§ **Provided data**
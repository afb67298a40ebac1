//! Hardware Abstraction Layer implementations.
//!
//! This module contains concrete implementations of the traits
//! defined in [`crate::traits`] for various platforms.
//!
//! # Available Implementations
//!
//! - `mock`: Test implementations for desktop development
//! - `ehal`: Generic H-bridge over `embedded-hal` 1.0 pins (requires `ehal` feature)
//! - `esp32`: ESP32-C3 SuperMini with a dual H-bridge (requires `esp32` feature)

pub mod mock;

#[cfg(feature = "ehal")]
pub mod ehal;

#[cfg(feature = "esp32")]
pub mod esp32;

pub use mock::*;

#[cfg(feature = "ehal")]
pub use ehal::{EhalBridge, EhalBridgeError};

#[cfg(feature = "esp32")]
pub use esp32::*;
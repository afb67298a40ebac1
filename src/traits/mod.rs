//! Trait definitions for hardware abstraction.
//!
//! The drivetrain core only touches hardware through two seams:
//!
//! - [`HBridge`]: direction pins and PWM duty for one wheel
//! - [`Clock`]: monotonic microsecond time source
//!
//! Encoder edges are pushed in by the platform (see
//! [`SpeedEstimator::on_edge`](crate::encoder::SpeedEstimator::on_edge)), so
//! no encoder trait is needed.

pub mod hardware;

pub use hardware::*;
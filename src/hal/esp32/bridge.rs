//! H-bridge driver using two GPIO outputs and ESP32 LEDC PWM.
//!
//! Works with any two-input bridge with a separate enable/PWM line (L298N,
//! TB6612FNG and similar):
//!
//! | Mode | IN1 | IN2 | PWM |
//! |------|-----|-----|-----|
//! | Forward | high | low | duty |
//! | Reverse | low | high | duty |
//! | Coast | low | low | 0 |
//! | Brake | high | high | 0 |

use esp_idf_hal::gpio::{AnyOutputPin, Output, PinDriver};
use esp_idf_hal::ledc::{config::TimerConfig, LedcDriver, LedcTimerDriver, Resolution};
use esp_idf_hal::peripheral::Peripheral;
use esp_idf_hal::prelude::*;
use esp_idf_hal::sys::EspError;

use crate::hal::ehal::{EhalBridge, EhalBridgeError};
use crate::traits::{DriveCommand, HBridge};

/// H-bridge for ESP32.
///
/// Uses the LEDC peripheral for PWM generation at 20kHz with 8-bit
/// resolution, so the duty maps one to one.
///
/// # Example
///
/// ```ignore
/// use rs_drivetrain::hal::esp32::Esp32Bridge;
/// use rs_drivetrain::traits::{DriveCommand, DriveMode, HBridge};
///
/// let peripherals = Peripherals::take()?;
/// let mut bridge = Esp32Bridge::new(
///     peripherals.pins.gpio4.into(),
///     peripherals.pins.gpio5.into(),
///     peripherals.pins.gpio6.into(),
///     peripherals.ledc.timer0,
///     peripherals.ledc.channel0,
/// )?;
///
/// bridge.write(DriveCommand::new(DriveMode::Forward, 128))?;
/// ```
pub struct Esp32Bridge<'d> {
    inner: EhalBridge<PinDriver<'d, AnyOutputPin, Output>, PinDriver<'d, AnyOutputPin, Output>, LedcDriver<'d>>,
}

impl<'d> Esp32Bridge<'d> {
    /// PWM frequency in Hz (20kHz is above audible range)
    const PWM_FREQ_HZ: u32 = 20_000;

    /// PWM resolution (8-bit = 256 steps)
    const PWM_RESOLUTION: Resolution = Resolution::Bits8;

    /// Creates a bridge driver and leaves the motor coasting.
    ///
    /// # Arguments
    ///
    /// * `in1`, `in2` - direction pins
    /// * `pwm_pin` - enable/PWM pin
    /// * `timer` - LEDC timer peripheral
    /// * `channel` - LEDC channel for the PWM pin
    ///
    /// # Errors
    ///
    /// Returns an error if GPIO or PWM initialization fails.
    pub fn new<T, TI, C, CI>(
        in1: AnyOutputPin,
        in2: AnyOutputPin,
        pwm_pin: AnyOutputPin,
        timer: T,
        channel: C,
    ) -> Result<Self, EspError>
    where
        TI: esp_idf_hal::ledc::LedcTimer + 'd,
        T: Peripheral<P = TI> + 'd,
        CI: esp_idf_hal::ledc::LedcChannel<SpeedMode = TI::SpeedMode> + 'd,
        C: Peripheral<P = CI> + 'd,
    {
        let timer_config = TimerConfig::default()
            .frequency(Self::PWM_FREQ_HZ.Hz())
            .resolution(Self::PWM_RESOLUTION);
        let timer_driver = LedcTimerDriver::new(timer, &timer_config)?;
        let pwm = LedcDriver::new(channel, &timer_driver, pwm_pin)?;

        let in1 = PinDriver::output(in1)?;
        let in2 = PinDriver::output(in2)?;

        let mut bridge = Self {
            inner: EhalBridge::new(in1, in2, pwm),
        };

        // Ensure motor starts stopped
        bridge.coast()?;

        Ok(bridge)
    }
}

impl HBridge for Esp32Bridge<'_> {
    type Error = EspError;

    fn write(&mut self, cmd: DriveCommand) -> Result<(), Self::Error> {
        self.inner.write(cmd).map_err(|e| match e {
            EhalBridgeError::Pin(e) | EhalBridgeError::Pwm(e) => e,
        })
    }
}
//! ESP32 clock implementation using the ESP-IDF timer.

use crate::traits::Clock;

/// ESP32 clock using the hardware timer.
///
/// Reads `esp_timer_get_time()`, microseconds since boot, truncated to the
/// wrapping `u32` counter the rest of the crate works with.
///
/// # Example
///
/// ```ignore
/// use rs_drivetrain::hal::esp32::Esp32Clock;
/// use rs_drivetrain::traits::Clock;
/// use rs_drivetrain::timing::elapsed_us;
///
/// let clock = Esp32Clock::new();
/// let start = clock.now_us();
/// // ... do work ...
/// let elapsed = elapsed_us(clock.now_us(), start);
/// ```
#[derive(Clone, Copy, Debug, Default)]
pub struct Esp32Clock;

impl Esp32Clock {
    /// Creates a new ESP32 clock instance.
    #[inline]
    pub fn new() -> Self {
        Self
    }
}

/// Microseconds since boot, wrapping at `u32::MAX`. Safe to call from an
/// interrupt handler.
#[inline]
pub fn micros() -> u32 {
    // Safe: plain read of the hardware timer, no side effects
    let micros = unsafe { esp_idf_hal::sys::esp_timer_get_time() };
    micros as u32
}

impl Clock for Esp32Clock {
    #[inline]
    fn now_us(&self) -> u32 {
        micros()
    }
}
//! Interrupt-driven wheel encoder input for ESP32.
//!
//! Each wheel has one encoder channel. The pin interrupt fires on both
//! edges and forwards the level and a microsecond timestamp to a
//! [`SpeedEstimator`].

use esp_idf_hal::gpio::{AnyIOPin, Input, InterruptType, PinDriver, Pull};
use esp_idf_hal::sys::{self, EspError};

use super::clock::micros;
use crate::encoder::SpeedEstimator;
use crate::traits::Polarity;

/// Encoder pin wired to a [`SpeedEstimator`].
///
/// The estimator must be `'static` because the interrupt handler holds it
/// for as long as the subscription lives. Dropping this value unsubscribes.
///
/// # Example
///
/// ```ignore
/// use esp_idf_hal::gpio::Pull;
/// use rs_drivetrain::encoder::SpeedEstimator;
/// use rs_drivetrain::hal::esp32::Esp32EncoderPin;
///
/// static LEFT: SpeedEstimator = SpeedEstimator::new();
///
/// let peripherals = Peripherals::take()?;
/// let _left = Esp32EncoderPin::attach(peripherals.pins.gpio0.into(), Pull::Floating, &LEFT)?;
/// ```
pub struct Esp32EncoderPin<'d> {
    pin: PinDriver<'d, AnyIOPin, Input>,
}

impl<'d> Esp32EncoderPin<'d> {
    /// Configures the pin as an any-edge interrupt feeding `estimator`.
    ///
    /// # Errors
    ///
    /// Returns an error if GPIO or interrupt setup fails.
    pub fn attach(
        pin: AnyIOPin,
        pull: Pull,
        estimator: &'static SpeedEstimator,
    ) -> Result<Self, EspError> {
        let mut pin = PinDriver::input(pin)?;
        pin.set_pull(pull)?;
        pin.set_interrupt_type(InterruptType::AnyEdge)?;

        let gpio = pin.pin();
        let on_change = move || {
            let now = micros();
            // Safe: register read of a pin this driver owns
            let level = unsafe { sys::gpio_get_level(gpio) } != 0;
            estimator.on_edge(Polarity::from_level(level), now);
            // The HAL disarms the interrupt after each notification
            unsafe {
                sys::gpio_intr_enable(gpio);
            }
        };

        // Safe: the callback only reads registers and stores atomics
        unsafe {
            pin.subscribe(on_change)?;
        }
        pin.enable_interrupt()?;

        Ok(Self { pin })
    }

    /// Current pin level.
    #[inline]
    pub fn is_high(&self) -> bool {
        self.pin.is_high()
    }

    /// GPIO number.
    #[inline]
    pub fn gpio(&self) -> i32 {
        self.pin.pin()
    }
}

§ **Aim of the exercise**
For the word "Result", say how many lines of the listing include it; give nothing but the number.

§ **Task answer**
3